Read and Post Comments

SWIG hate

March 11, 2005 at 04:28 PM | categories: python, c | View Comments

SWIG should definitely win the prize for worst implementation of a good idea, ever. Automatic wrapping of code sounds great, right? Well, it could be, but it's most certainly not. To the point where I can only recommend SWIG to people that I really don't like.

Why must they break things in EVERY SINGLE CONSECUTIVE RELEASE?! Do they hate us? Are they secretly fighting to keep C as the first and foremost language in open source development?

I'm thankful that I have always had the common sense to avoid using SWIG for my own projects, but I've had more than my own share of headaches maintaining software that depends on the beast, like PyOpenGL. As you can probably guess, that's what I'm dealing with right now. Although gouging my eyes out with a toothpick would be more pleasurable. I hope the devleopers of SWIG don't put it on their resume, cause it sure wouldn't get them hired anywhere I work.

Read and Post Comments

Altivec Kicks Ass

February 24, 2005 at 05:07 AM | categories: python, c, macosx, pygame | View Comments

I started screwing around with enhancing Ryan Gordon's AltiVec patch for SDL last weekend. I ended up spending more time on it than I should've, but I think I've optimized all of the 32bit-32bit blits. Even though my AltiVec is probably pretty naive, I'm seeing a ~3-4x speed increase over the scalar code. And the scalar code is probably about as optimized as it's going to get, with duffs, etc.

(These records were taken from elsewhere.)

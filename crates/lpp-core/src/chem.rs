// Copyright 2026 James Casey
// SPDX-License-Identifier: Apache-2.0

//! Chemical synonym resolution.
//!
//! The external chemical database sits behind the [`ChemicalResolver`]
//! trait: given an exact synonym, it reports a canonical formula and a
//! registry number, either of which may come back [`Lookup::Canonical`]
//! (the text is already canonical, keep it) or [`Lookup::Missing`]. A
//! missing formula for a synonym that is not itself valid formula
//! syntax is fatal.
//!
//! [`resolve_chemicals`] runs over the merged token stream and
//! overwrites each chemical token's arena slot in place with the
//! resolved formula and registry id.

// Spurious warnings from miette derive macro expansion
#![allow(unused_assignments)]

use std::collections::HashMap;

use ecow::EcoString;
use miette::Diagnostic;
use thiserror::Error;

use crate::source_analysis::{Span, Token, TokenKind, TokenStream};

/// One field of a synonym lookup result.
#[derive(Debug, Clone, PartialEq, Eq)]
pub enum Lookup {
    /// The database knows this synonym and maps it to the given text.
    Found(EcoString),
    /// The text is already canonical; keep it as-is.
    Canonical,
    /// The synonym is not in the database.
    Missing,
}

/// A synonym lookup result: canonical formula plus registry number.
#[derive(Debug, Clone, PartialEq, Eq)]
pub struct Resolution {
    pub formula: Lookup,
    pub registry: Lookup,
}

/// The external synonym-database boundary.
pub trait ChemicalResolver {
    /// Looks up an exact (uppercased) synonym.
    fn lookup(&self, synonym: &str) -> Resolution;
}

/// A fatal chemical-resolution error.
#[derive(Debug, Clone, PartialEq, Eq, Error, Diagnostic)]
#[error("The formula synonym '{synonym}' is not supported by the chemical database; enter the compound in its chemical formula format")]
#[diagnostic()]
pub struct ResolveError {
    /// The unsupported synonym.
    pub synonym: EcoString,

    /// Where the synonym appears.
    #[label("unresolved synonym")]
    pub span: Span,
}

/// Returns `true` if `text` already reads as chemical formula syntax:
/// element symbols (capital letter, optional lowercase letter) each
/// followed by an optional count, e.g. `H2O`, `C6H12O6`, `NACL`.
///
/// Uppercased synonyms lose their lowercase letters, so a run of
/// capitals and digits starting with a letter is accepted.
#[must_use]
pub fn is_formula_syntax(text: &str) -> bool {
    let mut chars = text.chars().peekable();
    let Some(first) = chars.next() else {
        return false;
    };
    if !first.is_ascii_uppercase() {
        return false;
    }
    chars.all(|c| c.is_ascii_uppercase() || c.is_ascii_digit())
}

/// Resolves every chemical token in `stream` against `resolver`,
/// overwriting each token slot with the canonical formula and registry
/// id.
pub fn resolve_chemicals(
    stream: &mut TokenStream,
    resolver: &dyn ChemicalResolver,
) -> Result<(), ResolveError> {
    for index in 0..stream.len() {
        let token = &stream.tokens()[index];
        if !matches!(token.kind, TokenKind::Chemical { .. }) {
            continue;
        }
        let synonym = token.text.clone();
        let resolution = resolver.lookup(&synonym);

        let formula = match resolution.formula {
            Lookup::Found(formula) => {
                tracing::debug!(%synonym, %formula, "resolved chemical synonym");
                formula
            }
            Lookup::Canonical => synonym.clone(),
            Lookup::Missing => {
                if is_formula_syntax(&synonym) {
                    synonym.clone()
                } else {
                    return Err(ResolveError {
                        synonym,
                        span: token.span,
                    });
                }
            }
        };
        let registry = match resolution.registry {
            Lookup::Found(id) => Some(id),
            Lookup::Canonical | Lookup::Missing => None,
        };

        let replacement = Token::new(
            TokenKind::Chemical { registry },
            formula,
            token.span,
            token.pos,
        );
        stream.replace(index, replacement);
    }
    Ok(())
}

/// An in-memory synonym table, used by tests and the command-line
/// driver in place of the full chemical database.
#[derive(Debug, Clone, Default)]
pub struct TableResolver {
    entries: HashMap<EcoString, (EcoString, EcoString)>,
}

impl TableResolver {
    /// Creates an empty table.
    #[must_use]
    pub fn new() -> Self {
        Self::default()
    }

    /// Creates a table preloaded with a handful of common compounds.
    #[must_use]
    pub fn with_common_compounds() -> Self {
        let mut table = Self::new();
        table.insert("WATER", "H2O", "7732-18-5");
        table.insert("GLUCOSE", "C6H12O6", "50-99-7");
        table.insert("ETHANOL", "C2H6O", "64-17-5");
        table.insert("OXYGEN", "O2", "7782-44-7");
        table.insert("AMMONIA", "H3N", "7664-41-7");
        table.insert("PYRUVATE", "C3H4O3", "127-17-3");
        table.insert("LACTATE", "C3H6O3", "50-21-5");
        table
    }

    /// Adds a synonym mapping.
    pub fn insert(
        &mut self,
        synonym: impl Into<EcoString>,
        formula: impl Into<EcoString>,
        registry: impl Into<EcoString>,
    ) {
        self.entries
            .insert(synonym.into(), (formula.into(), registry.into()));
    }
}

impl ChemicalResolver for TableResolver {
    fn lookup(&self, synonym: &str) -> Resolution {
        match self.entries.get(synonym) {
            Some((formula, registry)) => Resolution {
                formula: Lookup::Found(formula.clone()),
                registry: Lookup::Found(registry.clone()),
            },
            None => Resolution {
                formula: Lookup::Missing,
                registry: Lookup::Missing,
            },
        }
    }
}

#[cfg(test)]
mod tests {
    use super::*;
    use crate::source_analysis::{find_chemicals, find_identifiers, scan};

    fn chemical_stream(source: &str) -> TokenStream {
        let (mut stream, diagnostics) = scan(source);
        assert!(!diagnostics.has_errors());
        let identifiers = find_identifiers(&stream);
        find_chemicals(&mut stream, &identifiers);
        stream
    }

    #[test]
    fn formula_syntax_predicate() {
        assert!(is_formula_syntax("H2O"));
        assert!(is_formula_syntax("C6H12O6"));
        assert!(is_formula_syntax("NACL"));
        assert!(!is_formula_syntax("2H2O"));
        assert!(!is_formula_syntax(""));
        assert!(!is_formula_syntax("h2o"));
    }

    #[test]
    fn synonyms_resolve_to_formulas() {
        let mut stream = chemical_stream("reaction r1(eq = water --> ethanol)");
        resolve_chemicals(&mut stream, &TableResolver::with_common_compounds()).unwrap();

        let chemicals: Vec<_> = stream
            .tokens()
            .iter()
            .filter_map(|t| match &t.kind {
                TokenKind::Chemical { registry } => {
                    Some((t.text.as_str(), registry.as_ref().map(EcoString::as_str)))
                }
                _ => None,
            })
            .collect();
        assert_eq!(
            chemicals,
            vec![("H2O", Some("7732-18-5")), ("C2H6O", Some("64-17-5"))]
        );
    }

    #[test]
    fn formula_syntax_passes_without_database_entry() {
        let mut stream = chemical_stream("reaction r1(eq = H2O --> O2)");
        resolve_chemicals(&mut stream, &TableResolver::new()).unwrap();
        let texts: Vec<_> = stream
            .tokens()
            .iter()
            .filter(|t| matches!(t.kind, TokenKind::Chemical { .. }))
            .map(|t| t.text.as_str())
            .collect();
        assert_eq!(texts, vec!["H2O", "O2"]);
    }

    #[test]
    fn unresolved_non_formula_synonym_is_fatal() {
        let mut stream = chemical_stream("reaction r1(eq = mystery_goo --> O2)");
        let err = resolve_chemicals(&mut stream, &TableResolver::new()).unwrap_err();
        assert_eq!(err.synonym, "MYSTERY_GOO");
    }
}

Another thing I noticed is that my G5 really, really, really beats the snot out of my G4 powerbook for this stuff. For some of the blits, the 2ghz G5 runs about 5.65x faster than the 1ghz G4. That's nearly three times as much work per cycle! This is probably due to the bus speed and memory bandwidth more than anything else, but it's impressive nonetheless.

Now I really want a G5 powerbook. Even if it were clocked at 1ghz like my current G4, it seems like there would still be a large difference in performance.

Once I clean up the patch and do some more testing (read: hopefully this weekend), I'll do a release of pygame that will include this enhanced version of SDL. pygame is overdue for an update, anyway.

Read and Post Comments

Advanced Debugging Techniques: ktrace

February 04, 2005 at 12:29 AM | categories: debugging, c, python, macosx, py2app, wxPython | View Comments

I had spent the past few days on and off trying to help a py2app user with a very hairy problem: when wxPython 2.4.2.4 was bundled, the main menu didn't work. Running the application as an alias bundle or with pythonw worked just fine, but when built as standalone or semi-standalone, the menu no longer showed up.

Right off the bat I (correctly) assumed it was a problem with wxPython or his sample code, because py2app doesn't do anything that would cause this sort of behavior. It does link to Cocoa, but it doesn't call into any AppKit functionality unless it needs to display an error message. Somewhat trivially converting his source to work with wxPython 2.5 solved this issue, so I was rather stumped.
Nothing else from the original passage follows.